#### [Data records]

= Beginning of Section =

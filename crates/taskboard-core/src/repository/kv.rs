//! Key/Value Backends
//!
//! String blobs stored under string keys, the way a browser's local storage
//! holds them. Used by `LocalTaskRepository`.

use std::collections::HashMap;
use std::fs;
use std::io::ErrorKind;
use std::path::{Path, PathBuf};

use parking_lot::Mutex;

use super::error::RepositoryResult;

/// Synchronous string key/value storage
pub trait KeyValueStore: Send + Sync {
    fn get_item(&self, key: &str) -> RepositoryResult<Option<String>>;

    fn set_item(&self, key: &str, value: &str) -> RepositoryResult<()>;

    /// Remove a key, no-op when absent
    fn remove_item(&self, key: &str) -> RepositoryResult<()>;
}

/// One file per key under a data directory
#[derive(Debug, Clone)]
pub struct FileKeyValueStore {
    dir: PathBuf,
}

impl FileKeyValueStore {
    pub fn new(dir: impl Into<PathBuf>) -> Self {
        Self { dir: dir.into() }
    }

    pub fn dir(&self) -> &Path {
        &self.dir
    }

    fn path_for(&self, key: &str) -> PathBuf {
        self.dir.join(format!("{key}.json"))
    }
}

impl KeyValueStore for FileKeyValueStore {
    fn get_item(&self, key: &str) -> RepositoryResult<Option<String>> {
        match fs::read_to_string(self.path_for(key)) {
            Ok(contents) => Ok(Some(contents)),
            Err(e) if e.kind() == ErrorKind::NotFound => Ok(None),
            Err(e) => Err(e.into()),
        }
    }

    fn set_item(&self, key: &str, value: &str) -> RepositoryResult<()> {
        fs::create_dir_all(&self.dir)?;
        // Write beside the target and rename, so readers never see half a blob
        let tmp = self.dir.join(format!(".{key}.json.tmp"));
        fs::write(&tmp, value)?;
        fs::rename(&tmp, self.path_for(key))?;
        Ok(())
    }

    fn remove_item(&self, key: &str) -> RepositoryResult<()> {
        match fs::remove_file(self.path_for(key)) {
            Ok(()) => Ok(()),
            Err(e) if e.kind() == ErrorKind::NotFound => Ok(()),
            Err(e) => Err(e.into()),
        }
    }
}

/// Process-memory storage, mainly for tests and ephemeral sessions
#[derive(Debug, Default)]
pub struct MemoryKeyValueStore {
    items: Mutex<HashMap<String, String>>,
}

impl MemoryKeyValueStore {
    pub fn new() -> Self {
        Self::default()
    }
}

impl KeyValueStore for MemoryKeyValueStore {
    fn get_item(&self, key: &str) -> RepositoryResult<Option<String>> {
        Ok(self.items.lock().get(key).cloned())
    }

    fn set_item(&self, key: &str, value: &str) -> RepositoryResult<()> {
        self.items.lock().insert(key.to_string(), value.to_string());
        Ok(())
    }

    fn remove_item(&self, key: &str) -> RepositoryResult<()> {
        self.items.lock().remove(key);
        Ok(())
    }
}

= End of Section =

#### [Work to be completed]
For the material above, reproduce exactly the lines from the line with "value: &str) -> RepositoryResult<()>;" to the line with "#[derive(Debug, Default)]", inclusive, and exclude all others.

#### [Answer]
    fn set_item(&self, key: &str, value: &str) -> RepositoryResult<()>;

    /// Remove a key, no-op when absent
    fn remove_item(&self, key: &str) -> RepositoryResult<()>;
}

/// One file per key under a data directory
#[derive(Debug, Clone)]
pub struct FileKeyValueStore {
    dir: PathBuf,
}

impl FileKeyValueStore {
    pub fn new(dir: impl Into<PathBuf>) -> Self {
        Self { dir: dir.into() }
    }

    pub fn dir(&self) -> &Path {
        &self.dir
    }

    fn path_for(&self, key: &str) -> PathBuf {
        self.dir.join(format!("{key}.json"))
    }
}

impl KeyValueStore for FileKeyValueStore {
    fn get_item(&self, key: &str) -> RepositoryResult<Option<String>> {
        match fs::read_to_string(self.path_for(key)) {
            Ok(contents) => Ok(Some(contents)),
            Err(e) if e.kind() == ErrorKind::NotFound => Ok(None),
            Err(e) => Err(e.into()),
        }
    }

    fn set_item(&self, key: &str, value: &str) -> RepositoryResult<()> {
        fs::create_dir_all(&self.dir)?;
        // Write beside the target and rename, so readers never see half a blob
        let tmp = self.dir.join(format!(".{key}.json.tmp"));
        fs::write(&tmp, value)?;
        fs::rename(&tmp, self.path_for(key))?;
        Ok(())
    }

    fn remove_item(&self, key: &str) -> RepositoryResult<()> {
        match fs::remove_file(self.path_for(key)) {
            Ok(()) => Ok(()),
            Err(e) if e.kind() == ErrorKind::NotFound => Ok(()),
            Err(e) => Err(e.into()),
        }
    }
}

/// Process-memory storage, mainly for tests and ephemeral sessions
#[derive(Debug, Default)]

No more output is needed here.